Personne ne les verra pas même ceux qui les ont vus

Les couloirs du collège sont déserts, la bibliothèque aussi, toutes les portes fermées à double tour jusqu’à lundi. Mais ces adolescents-là ne montent pas tous au chalet le week-end, à Villars ou aux Diablerets, il est 17 heures, la bise redouble.
Les politiques locaux n’ont jamais estimé qu’un centre de loisirs fût nécessaire, le tea-room dépasse leurs moyens et le silence dedans l’église les effraie. Je les aperçois alors qui entrent et sortent des toilettes publiques qui jouxtent la salle paroissiale. Ils tardent à rentrer chez eux, mais une maison en ont-ils seulement une ? et quelqu’un les attend-il ? J’y pénètre pour assurer ma conscience que ne s’y déroule pas un drame. Pourquoi pas, ne sommes-nous pas dedans cette fois ? Ils sont trois, je les reconnais, il y a une jeune poète, un enfant placé dans une institution et un pierrot lunaire qui revient d’un pays d’où l’on arrive jamais, tous les trois embonnettés, perdus dans des odeurs de tabac, avec cet air que prennent les repentis et les enfants de choeur dans les lieux exigus. Ils me reconnaissent, le pierrot lunaire tire la fermeture éclair de son petit sac à dos qui se referme sur un énigmatique trésor. Je ne demande rien, eux non plus, ils n’attendent qu’une seule chose, que je me tire, je suis de l’autre côté.

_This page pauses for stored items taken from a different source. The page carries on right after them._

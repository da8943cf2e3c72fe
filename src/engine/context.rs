use chat_types::GenerationPrompt;

/// System prompt - instructs the LLM how to behave
pub const SYSTEM_PROMPT: &str = r#"You are a friendly and helpful support assistant.

Guidelines:
- Answer the user's message directly and concisely
- When the Context section contains information, base your answer on it
- When the Context section is empty or unrelated, answer from general knowledge and say so if unsure
- Never invent policies, prices, dates or contact details
- Keep a polite, conversational tone"#;

const USER_LABEL: &str = "User message:";
const CONTEXT_LABEL: &str = "Context:";

/// Build the complete prompt sent to the LLM.
///
/// Inputs are used verbatim. The context section is present even when empty.
pub fn build_prompt(system: &str, message: &str, context: &str) -> GenerationPrompt {
    GenerationPrompt::new(format!(
        "{system}\n\n{USER_LABEL}\n{message}\n\n{CONTEXT_LABEL}\n{context}"
    ))
}

/// Text of the context section of an assembled prompt.
pub fn context_section(prompt: &str) -> Option<&str> {
    let marker = format!("\n\n{CONTEXT_LABEL}\n");
    prompt.rfind(&marker).map(|idx| &prompt[idx + marker.len()..])
}
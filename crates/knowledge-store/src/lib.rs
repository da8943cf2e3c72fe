//! knowledge-store: Embedding-backed document lookup for the chat service
//!
//! Loads a JSON knowledge file, embeds each document once at startup and
//! answers a query embedding with the single closest document.

pub mod embedder;
pub mod index;

pub use embedder::{EmbedError, Embedder, TextEmbedder, format_document_for_embedding};
pub use index::{
    Document, IndexError, KnowledgeIndex, ScoredDocument, cosine_similarity, load_documents,
};
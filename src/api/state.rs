use std::path::Path;
use std::sync::Arc;

use knowledge_store::{Embedder, KnowledgeIndex, load_documents};

use crate::config::AppConfig;
use crate::engine::{
    ChatPipeline, DisabledOracle, EmbeddingOracle, EngineConfig, LlmClient, RetrievalOracle,
    TextGenerator,
};

/// Shared state for all handlers
pub struct AppState {
    pub pipeline: ChatPipeline,
}

impl AppState {
    pub fn new(
        oracle: Arc<dyn RetrievalOracle>,
        generator: Arc<dyn TextGenerator>,
        config: EngineConfig,
    ) -> Arc<Self> {
        Arc::new(Self {
            pipeline: ChatPipeline::new(oracle, generator, config),
        })
    }

    pub async fn from_config(config: &AppConfig) -> anyhow::Result<Arc<Self>> {
        let oracle = match &config.knowledge_path {
            Some(path) => build_oracle(path).await,
            None => {
                tracing::warn!("no knowledge file configured, retrieval disabled");
                Arc::new(DisabledOracle)
            }
        };

        let llm = LlmClient::new(config.generation.clone())?;
        tracing::info!(
            endpoint = %config.generation.endpoint,
            model = %config.generation.model,
            "generation backend configured"
        );

        Ok(Self::new(oracle, Arc::new(llm), config.engine.clone()))
    }
}

/// Load and embed the knowledge file. Any failure leaves retrieval disabled
/// rather than stopping the server.
async fn build_oracle(path: &Path) -> Arc<dyn RetrievalOracle> {
    let path = path.to_path_buf();
    let built = tokio::task::spawn_blocking(move || -> anyhow::Result<EmbeddingOracle> {
        let documents = load_documents(&path)?;
        let mut embedder = Embedder::new()?;
        let index = KnowledgeIndex::build(documents, &mut embedder)?;
        Ok(EmbeddingOracle::new(Box::new(embedder), index))
    })
    .await;

    match built {
        Ok(Ok(oracle)) => {
            tracing::info!(documents = oracle.documents(), "retrieval enabled");
            Arc::new(oracle)
        }
        Ok(Err(e)) => {
            tracing::warn!(error = %e, "failed to build knowledge index, retrieval disabled");
            Arc::new(DisabledOracle)
        }
        Err(e) => {
            tracing::warn!(error = %e, "knowledge index task panicked, retrieval disabled");
            Arc::new(DisabledOracle)
        }
    }
}
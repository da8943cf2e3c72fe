//! grounded-chat: Retrieval-grounded chat over a local streaming LLM
//!
//! A message flows through retrieval, a confidence gate, prompt assembly and
//! streaming generation. Every external call is wrapped so the caller always
//! gets a reply string, even when the model or the knowledge index is
//! unreachable.
//!
//! # Modules
//!
//! - [`engine`]: the response-construction pipeline and its collaborators
//! - [`api`]: axum routes exposing chat, ask and health endpoints
//! - [`config`]: command-line and environment settings

pub mod api;
pub mod config;
pub mod engine;

pub use api::{AppState, router};
pub use config::{AppConfig, Args, ServerConfig};
pub use engine::{ChatPipeline, EngineConfig, GenerationConfig};
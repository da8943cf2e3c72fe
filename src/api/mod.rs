pub mod dto;
mod error;
mod handlers;
mod state;

pub use error::ApiError;
pub use state::AppState;

use axum::{
    Router,
    routing::{get, post},
};
use std::sync::Arc;
use tower_http::cors::CorsLayer;
use tower_http::trace::TraceLayer;

/// Build the application router
pub fn router(state: Arc<AppState>) -> Router {
    Router::new()
        .route("/get_response", post(handlers::get_response))
        .route("/chat", post(handlers::get_response))
        .route("/ask", post(handlers::ask))
        .route("/health", get(handlers::health))
        .layer(TraceLayer::new_for_http())
        .layer(CorsLayer::permissive())
        .with_state(state)
}
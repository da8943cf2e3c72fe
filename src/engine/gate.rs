use chat_types::RetrievalResult;

/// Retrieval scores below this are treated as noise.
pub const CONFIDENCE_THRESHOLD: f32 = 0.4;

/// Whether retrieved context is trustworthy enough to show the model.
pub fn gate(score: f32, threshold: f32) -> bool {
    score >= threshold
}

/// Context text that survives the gate: verbatim, or empty.
pub fn gated_context(result: &RetrievalResult, threshold: f32) -> &str {
    if gate(result.score, threshold) {
        &result.context
    } else {
        ""
    }
}
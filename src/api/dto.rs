use serde::{Deserialize, Serialize};

/// POST /get_response request
#[derive(Debug, Default, Deserialize)]
pub struct ChatPayload {
    #[serde(default)]
    pub message: Option<String>,
}

/// POST /get_response response
#[derive(Debug, Serialize)]
pub struct ChatResponse {
    pub response: String,
}

/// POST /ask form body
#[derive(Debug, Default, Deserialize)]
pub struct AskForm {
    #[serde(default)]
    pub question: Option<String>,
}

/// POST /ask response
#[derive(Debug, Serialize)]
pub struct AskResponse {
    pub answer: String,
    pub score: f32,
}

/// GET /health response
#[derive(Debug, Serialize)]
pub struct HealthResponse {
    pub status: &'static str,
    pub version: &'static str,
}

Avant de leur tourner le dos, pourtant, je les encourage, – ne peux pas m’en empêcher –, les encourage à sortir, dire tout haut ce qu’ils ont à dire, je bégaie, me rétracte, me tais, ce ne sont pas des velléitaires, ils ne veulent qu’un peu d’espace pour fourbir les inoffensives armes qui les protégeront des ennemis invisibles qui les assaillent, des mots qui les ont blessés et le doute qui les ronge, ils se réjouissent aujourd’hui, simplement, de ne pas être seuls, ils imaginent qu’ils respirent l’air frais d’une poche qui aurait été oubliée, parlent sans écouter, un peu seulement et chacun son tour, ils ont la révolte disciplinée.
Ce sont eux qui font vivre les dessous des banlieues riches, sans rien demander, pas de place au-dessus, ni grange abandonnée ni réduit de tôles, pas de bouzigues entre les haies et les maisons mitoyennes, on a brûlé les baraque des bûcherons depuis qu’elles ne servent plus, les bois ont fui l’avancée des zones constructibles. Restent les chiottes.
Les damnés fument tout bas, appuyés contre des catelles de faïence bleue, bleu ciel, joints étanches, chauffage au sol, il fait bon dans les chiottes de la commune qu’ils squattent sans pancarte en bordure des trompeuses richesses et à l’abri des assauts de la bise, persuadés que personne ne les verra, pas même ceux qui les ont vus.